Votre commission constate que les ressources transférées aux régions et aux départements constituent des ressources propres au sens de la loi organique du 29 juillet 2004 puisque le projet de loi de finances détermine les modalités de calcul de la fraction de tarif de la taxe intérieure sur les produits pétroliers attribuée à chaque région et de la fraction de taux de la taxe spéciale sur les conventions d'assurance attribuée à chaque département. Elle s'interroge toutefois sur la constitutionnalité du renvoi au pouvoir réglementaire du soin de constater ces pourcentages. Notre collègue M. Michel Mercier, rapporteur pour avis de la loi organique au nom de la commission des Finances, soulignait en effet, le 2 juin 2004, en commentant le sous-amendement présenté par notre collègue M. Yves Fréville, que : « s'agissant de la taxe intérieure sur les produits pétroliers, dont une part est affectée aux départements, il faudra que, dans la loi de finances, un tarif soit fixé pour chacun des départements . »

Votre commission souhaite que les conseils régionaux et généraux obtiennent rapidement la possibilité de moduler à la hausse et à la baisse les tarifs de la taxe intérieure sur les produits pétroliers et les taux de la taxe spéciale sur les conventions d'assurance .

Comme le soulignait notre ancien collègue M. Daniel Hoeffel, dans son rapport sur la loi organique relative à l'autonomie financière des collectivités territoriales, « la maîtrise de l'assiette ou du taux des impôts locaux accroît la liberté de gestion des collectivités territoriales, en leur permettant de dégager des ressources supplémentaires pour financer des dépenses imprévues, et renforce la responsabilité des élus locaux envers leurs électeurs, qui peuvent mettre en regard du montant des impôts qu'ils acquittent les services dont ils bénéficient.
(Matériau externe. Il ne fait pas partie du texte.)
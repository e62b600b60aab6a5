//! Nearsight CLI
//!
//! Exact nearest-neighbor retrieval over a persisted embedding index.
//!
//! # Usage
//!
//! ```bash
//! # Start an empty 768-dimensional index
//! nearsight --index codes.nsx create --dim 768
//!
//! # Append embeddings from a JSON array of vectors
//! nearsight --index codes.nsx add --dim 768 --input embeddings.json
//!
//! # Top-5 neighbors of a query with softmax confidences
//! nearsight --index codes.nsx query --dim 768 --vector 0.1,0.2,... -k 5
//! ```

use std::path::PathBuf;

use anyhow::Context;
use clap::{Parser, Subcommand};
use tracing_subscriber::EnvFilter;

use nearsight::json::read_vectors;
use nearsight::{format, Distribution, OpenMode, OpenOptions, RecoveryPolicy, SimilarityIndex};

#[derive(Parser)]
#[command(name = "nearsight")]
#[command(about = "Exact nearest-neighbor retrieval over a persisted embedding index")]
#[command(version)]
struct Cli {
    /// Path to the .nsx index file
    #[arg(short, long, env = "NEARSIGHT_INDEX", global = true, default_value = "index.nsx")]
    index: PathBuf,

    /// Fail on a corrupt index instead of recreating it empty
    #[arg(long, global = true)]
    strict: bool,

    #[command(subcommand)]
    command: Commands,
}

#[derive(Subcommand)]
enum Commands {
    /// Create an empty index, replacing any existing file
    Create {
        /// Vector dimension
        #[arg(short, long, default_value = "768")]
        dim: usize,
    },

    /// Append vectors from a JSON file and save the index
    ///
    /// Input format: JSON array of arrays [[0.1, ...], [0.2, ...]]
    Add {
        /// Vector dimension, used if the index has to be created
        #[arg(short, long, default_value = "768")]
        dim: usize,

        /// Input JSON file
        #[arg(long)]
        input: PathBuf,
    },

    /// Search for nearest neighbors and print their probabilities
    Query {
        /// Vector dimension, used if the index has to be created
        #[arg(short, long, default_value = "768")]
        dim: usize,

        /// Query vector (comma separated floats)
        #[arg(short, long, value_delimiter = ',', allow_hyphen_values = true, required = true)]
        vector: Vec<f32>,

        /// Number of results
        #[arg(short = 'k', long, default_value = "10")]
        k: usize,

        /// Softmax temperature
        #[arg(long, default_value = "1.0")]
        temperature: f32,
    },

    /// Display statistics about an index file
    Stats,

    /// Delete the index file
    Remove,
}

fn main() -> anyhow::Result<()> {
    tracing_subscriber::fmt()
        .with_env_filter(EnvFilter::try_from_default_env().unwrap_or_else(|_| EnvFilter::new("info")))
        .init();

    let cli = Cli::parse();
    let recovery = if cli.strict {
        RecoveryPolicy::Fail
    } else {
        RecoveryPolicy::RecreateOnCorruption
    };
    let options = OpenOptions::new().recovery(recovery);

    match cli.command {
        Commands::Create { dim } => {
            SimilarityIndex::open_with(&cli.index, dim, options.mode(OpenMode::Overwrite))?;
            println!("Created empty index of dimension {} at {:?}", dim, cli.index);
        }

        Commands::Add { dim, input } => {
            tracing::info!("Reading vectors from {:?}", input);
            let vectors = read_vectors(&input)?;
            if vectors.is_empty() {
                anyhow::bail!("No vectors found in input");
            }

            let mut index = SimilarityIndex::open_with(&cli.index, dim, options)?;
            let ids = index
                .add(&vectors)
                .with_context(|| format!("adding vectors from {:?}", input))?;
            println!(
                "Added {} vectors (ids {}..{}), index now holds {}",
                ids.len(),
                ids.start,
                ids.end,
                index.len()
            );
        }

        Commands::Query {
            dim,
            vector,
            k,
            temperature,
        } => {
            let index = SimilarityIndex::open_with(&cli.index, dim, options)?;
            let hits = index.search(&vector, k)?;
            let probabilities = if hits.is_empty() {
                Vec::new()
            } else {
                Distribution::from_hits(hits.clone(), temperature)?.probabilities
            };

            println!("Results:");
            for (rank, ((id, score), prob)) in hits
                .iter()
                .zip(probabilities.iter().copied())
                .enumerate()
            {
                println!(
                    "  #{:<3} ID: {:<8} Score: {:>9.4}  P: {:.4}",
                    rank + 1,
                    id,
                    score,
                    prob
                );
            }
        }

        Commands::Stats => {
            let size = std::fs::metadata(&cli.index)
                .with_context(|| format!("reading {:?}", cli.index))?
                .len();
            let decoded = format::read_index(&cli.index)
                .with_context(|| format!("decoding {:?}", cli.index))?;
            println!("Index File: {:?}", cli.index);
            println!("  Vectors: {}", decoded.count);
            println!("  Dimensions: {}", decoded.dim);
            println!("  File Size: {:.2} MB", size as f64 / (1024.0 * 1024.0));
        }

        Commands::Remove => {
            if SimilarityIndex::remove(&cli.index)? {
                println!("Removed {:?}", cli.index);
            } else {
                println!("No index at {:?}", cli.index);
            }
        }
    }

    Ok(())
}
L'autonomie fiscale constitue ainsi un fondement de la démocratie locale et un gage d'efficacité 1 ( * ) . »

Aussi l'article 9 de la charte européenne de l'autonomie locale, signée par la France mais toujours pas ratifiée, stipule-t-il qu'« une partie au moins des ressources financières des collectivités locales doit provenir de redevances et d'impôts locaux dont elles ont le pouvoir de fixer le taux, dans les limites de la loi . »

Enfin, votre rapporteur souhaite que les réformes de la taxe professionnelle et de la taxe foncière sur les propriétés non bâties, annoncées par le président de la République, interviennent rapidement, afin de ne pas laisser les élus locaux dans l'expectative, et préservent l'autonomie fiscale des collectivités territoriales .

* 1 Rapport n° 324 (Sénat, 2003-2004) - page 9.